West Asian Art

West Asian art goes back to the earliest
presence of people in West Asia,
in the form of little stone or clay
fertility figurines. By 7000 BC, in the first
little settled towns, people were making masks and big statues of people.
This one is made of gypsum plaster, with tar eyes, and although it isn't
life-size, it is about three feet tall. At around the same time, people
first started to make pottery
out of clay.

These pots are not among the first ones made in West
Asia (which is the earliest pottery made anywhere), but they were made
in the Stone Age. You can see that it didn't
take long before people were decorating
the pots in beautiful and complicated ways. These helped to show what
culture you belonged to.
Egypt

Sumeria (Mari)
By the beginning of the Bronze Age, about 3000 BC,
the Sumerians were making much
more complex statues. Because there is not much good stone
in Mesopotamia, and also a terrible shortage of wood, the Sumerians
made most of their statues out of clay.
This makes Sumerian statues look very different from Egyptian
ones of the same time, because the Egyptian ones, cut from square
blocks of stone, tend to be squarish, while the Sumerian statues, built
up out of lumps of clay, tend to be roundish.

Vulture Stele
By around 2500 BC we begin
to get representations of actual historical events, mainly war victories,
which were set up in the temples to thank the gods
for helping out, and to show how powerful the king
and the gods were.

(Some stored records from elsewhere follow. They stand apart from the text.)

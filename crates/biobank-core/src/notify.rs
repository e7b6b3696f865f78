//! Notification and confirmation seam.
//!
//! A front end supplies a [`Notifier`]; the core only asks it to show a
//! message or to confirm an action. User cancellation is a normal
//! [`Outcome::Cancelled`] value, never an error.

use std::future::Future;

use crate::error::Result;

/// Shown when an update lost an optimistic-concurrency race.
pub const VERSION_CONFLICT_MESSAGE: &str =
    "The record was modified by another user. Reload it and try again.";

/// Result of an interaction the user may dismiss.
#[derive(Debug, Clone, Copy, PartialEq, Eq)]
pub enum Outcome<T> {
    Confirmed(T),
    Cancelled,
}

impl<T> Outcome<T> {
    pub fn is_cancelled(&self) -> bool {
        matches!(self, Self::Cancelled)
    }

    pub fn confirmed(self) -> Option<T> {
        match self {
            Self::Confirmed(value) => Some(value),
            Self::Cancelled => None,
        }
    }

    pub fn map<U>(self, f: impl FnOnce(T) -> U) -> Outcome<U> {
        match self {
            Self::Confirmed(value) => Outcome::Confirmed(f(value)),
            Self::Cancelled => Outcome::Cancelled,
        }
    }
}

/// Presentation services provided by the front end.
pub trait Notifier {
    fn success(&self, message: &str);

    fn error(&self, message: &str);

    /// Asks a yes/no question.
    fn confirm(&self, title: &str, message: &str) -> impl Future<Output = Outcome<()>>;
}

/// Asks for confirmation, then runs `action`.
///
/// Cancelling skips the action. A failed action is reported through the
/// notifier and then returned unchanged.
pub async fn confirm_then<N, F, Fut, T>(
    notifier: &N,
    title: &str,
    message: &str,
    success_message: &str,
    action: F,
) -> Result<Outcome<T>>
where
    N: Notifier,
    F: FnOnce() -> Fut,
    Fut: Future<Output = Result<T>>,
{
    if notifier.confirm(title, message).await.is_cancelled() {
        tracing::debug!(title, "action cancelled by user");
        return Ok(Outcome::Cancelled);
    }

    match action().await {
        Ok(value) => {
            notifier.success(success_message);
            Ok(Outcome::Confirmed(value))
        }
        Err(e) => {
            if e.is_version_conflict() {
                notifier.error(VERSION_CONFLICT_MESSAGE);
            } else {
                notifier.error(&e.to_string());
            }
            Err(e)
        }
    }
}

#[cfg(test)]
mod tests {
    use super::*;
    use crate::error::{DomainError, Error, RestError, VERSION_CONFLICT_PATTERN};
    use std::sync::Mutex;

    struct ScriptedNotifier {
        answer: Outcome<()>,
        messages: Mutex<Vec<String>>,
    }

    impl ScriptedNotifier {
        fn new(answer: Outcome<()>) -> Self {
            Self {
                answer,
                messages: Mutex::new(Vec::new()),
            }
        }

        fn messages(&self) -> Vec<String> {
            self.messages.lock().unwrap().clone()
        }
    }

    impl Notifier for ScriptedNotifier {
        fn success(&self, message: &str) {
            self.messages.lock().unwrap().push(format!("success: {message}"));
        }

        fn error(&self, message: &str) {
            self.messages.lock().unwrap().push(format!("error: {message}"));
        }

        async fn confirm(&self, _title: &str, _message: &str) -> Outcome<()> {
            self.answer
        }
    }

    #[tokio::test]
    async fn cancelled_skips_action() {
        let notifier = ScriptedNotifier::new(Outcome::Cancelled);
        let mut called = false;

        let outcome = confirm_then(&notifier, "Remove", "Sure?", "Removed", || {
            called = true;
            async { Ok(()) }
        })
        .await
        .unwrap();

        assert!(outcome.is_cancelled());
        assert!(!called);
        assert!(notifier.messages().is_empty());
    }

    #[tokio::test]
    async fn confirmed_runs_action_and_reports_success() {
        let notifier = ScriptedNotifier::new(Outcome::Confirmed(()));

        let outcome = confirm_then(&notifier, "Lock", "Sure?", "User locked", || async {
            Ok(7)
        })
        .await
        .unwrap();

        assert_eq!(outcome, Outcome::Confirmed(7));
        assert_eq!(notifier.messages(), ["success: User locked"]);
    }

    #[tokio::test]
    async fn version_conflict_reported_with_reload_hint() {
        let notifier = ScriptedNotifier::new(Outcome::Confirmed(()));

        let err = confirm_then(&notifier, "Lock", "Sure?", "User locked", || async {
            Err::<(), _>(Error::from(RestError::Server {
                status: 400,
                message: VERSION_CONFLICT_PATTERN.into(),
            }))
        })
        .await
        .unwrap_err();

        assert!(err.is_version_conflict());
        assert_eq!(
            notifier.messages(),
            [format!("error: {VERSION_CONFLICT_MESSAGE}")]
        );
    }

    #[tokio::test]
    async fn other_errors_propagate_unchanged() {
        let notifier = ScriptedNotifier::new(Outcome::Confirmed(()));

        let err = confirm_then(&notifier, "Lock", "Sure?", "done", || async {
            Err::<(), _>(Error::from(DomainError::InvalidState("nope".into())))
        })
        .await
        .unwrap_err();

        assert_eq!(err, Error::Domain(DomainError::InvalidState("nope".into())));
        assert_eq!(notifier.messages(), ["error: nope"]);
    }

    #[test]
    fn outcome_helpers() {
        assert_eq!(Outcome::Confirmed(2).map(|n| n * 2), Outcome::Confirmed(4));
        assert_eq!(Outcome::<i32>::Cancelled.confirmed(), None);
    }
}
//! Annotation sets embedded in parent entities.

use std::sync::Arc;

use serde_json::Value;

use crate::annotation::{Annotation, AnnotationRecord};
use crate::annotation_type::AnnotationType;
use crate::error::{DomainError, DomainResult};

/// The annotation types a parent entity is configured with.
///
/// Types are shared: cloning the set clones `Arc`s, not definitions.
#[derive(Debug, Clone, Default, PartialEq)]
pub struct AnnotationTypes {
    types: Vec<Arc<AnnotationType>>,
    default_required: Option<bool>,
    ignore_unknown: bool,
}

impl AnnotationTypes {
    /// A set with no types; parents built with it carry no annotations.
    pub fn none() -> Self {
        Self::default()
    }

    pub fn new(types: impl IntoIterator<Item = AnnotationType>) -> Self {
        Self {
            types: types.into_iter().map(Arc::new).collect(),
            ..Self::default()
        }
    }

    pub fn from_shared(types: Vec<Arc<AnnotationType>>) -> Self {
        Self {
            types,
            ..Self::default()
        }
    }

    /// `required` used for types that leave it undefined.
    #[must_use]
    pub fn with_default_required(mut self, required: bool) -> Self {
        self.default_required = Some(required);
        self
    }

    /// Wire annotations of unconfigured types are dropped with a warning
    /// instead of failing the build. For readers that do not know the
    /// owning configuration.
    #[must_use]
    pub fn ignoring_unknown(mut self) -> Self {
        self.ignore_unknown = true;
        self
    }

    pub fn get(&self, annotation_type_id: &str) -> Option<&Arc<AnnotationType>> {
        self.types.iter().find(|t| t.id() == annotation_type_id)
    }

    pub fn iter(&self) -> impl Iterator<Item = &Arc<AnnotationType>> {
        self.types.iter()
    }

    pub fn len(&self) -> usize {
        self.types.len()
    }

    pub fn is_empty(&self) -> bool {
        self.types.is_empty()
    }
}

/// A parent's annotations: one per configured type, in configured order.
#[derive(Debug, Clone, Default, PartialEq)]
pub struct AnnotationSet {
    types: AnnotationTypes,
    annotations: Vec<Annotation>,
}

impl AnnotationSet {
    /// Builds one annotation per type, filled from the matching record.
    pub fn build(types: &AnnotationTypes, records: &[AnnotationRecord]) -> DomainResult<Self> {
        for stray in records.iter().filter(|r| types.get(&r.annotation_type_id).is_none()) {
            if !types.ignore_unknown {
                return Err(DomainError::UnknownAnnotationType(
                    stray.annotation_type_id.clone(),
                ));
            }
            tracing::warn!(
                annotation_type = %stray.annotation_type_id,
                "annotation of unconfigured type dropped"
            );
        }

        let annotations = types
            .iter()
            .map(|annotation_type| {
                let record = records
                    .iter()
                    .find(|r| r.annotation_type_id == annotation_type.id());
                Annotation::create(record, annotation_type.clone(), types.default_required)
            })
            .collect::<DomainResult<Vec<_>>>()?;

        Ok(Self {
            types: types.clone(),
            annotations,
        })
    }

    /// Reads the optional `annotations` array of an already validated parent record.
    pub fn from_json(parent: &Value, types: &AnnotationTypes) -> DomainResult<Self> {
        let records: Vec<AnnotationRecord> = match parent.get("annotations") {
            None | Some(Value::Null) => Vec::new(),
            Some(value) => serde_json::from_value(value.clone())
                .map_err(|e| DomainError::Validation(e.to_string()))?,
        };
        Self::build(types, &records)
    }

    pub fn types(&self) -> &AnnotationTypes {
        &self.types
    }

    pub fn as_slice(&self) -> &[Annotation] {
        &self.annotations
    }
}

/// Implemented by entities that embed an [`AnnotationSet`].
pub trait AnnotationHolder {
    fn annotation_set(&self) -> &AnnotationSet;

    fn annotation_set_mut(&mut self) -> &mut AnnotationSet;

    fn annotations(&self) -> &[Annotation] {
        &self.annotation_set().annotations
    }

    fn annotation(&self, annotation_type_id: &str) -> Option<&Annotation> {
        self.annotations()
            .iter()
            .find(|a| a.annotation_type_id() == Ok(annotation_type_id))
    }

    fn annotation_mut(&mut self, annotation_type_id: &str) -> Option<&mut Annotation> {
        self.annotation_set_mut()
            .annotations
            .iter_mut()
            .find(|a| a.annotation_type_id() == Ok(annotation_type_id))
    }

    /// True when every annotation satisfies its required flag.
    fn annotations_valid(&self) -> bool {
        self.annotations().iter().all(Annotation::is_valid)
    }

    /// Wire form of every annotation, in configured order.
    fn server_annotations(&self) -> DomainResult<Vec<AnnotationRecord>> {
        self.annotations()
            .iter()
            .map(Annotation::server_annotation)
            .collect()
    }
}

One example is the Vulture stele,
shown here.

Gudea
Under Babylonian rule, around 1700 BC, you still see those rounded West Asian forms, even though these statues are made out of stone. By now it has become part of the way people think about their bodies and about the world in general.
Can you see the writing
all across the skirt? This is a way of representation that begins in
Egypt, but seems to be taken
over into Mesopotamian art about a thousand years later.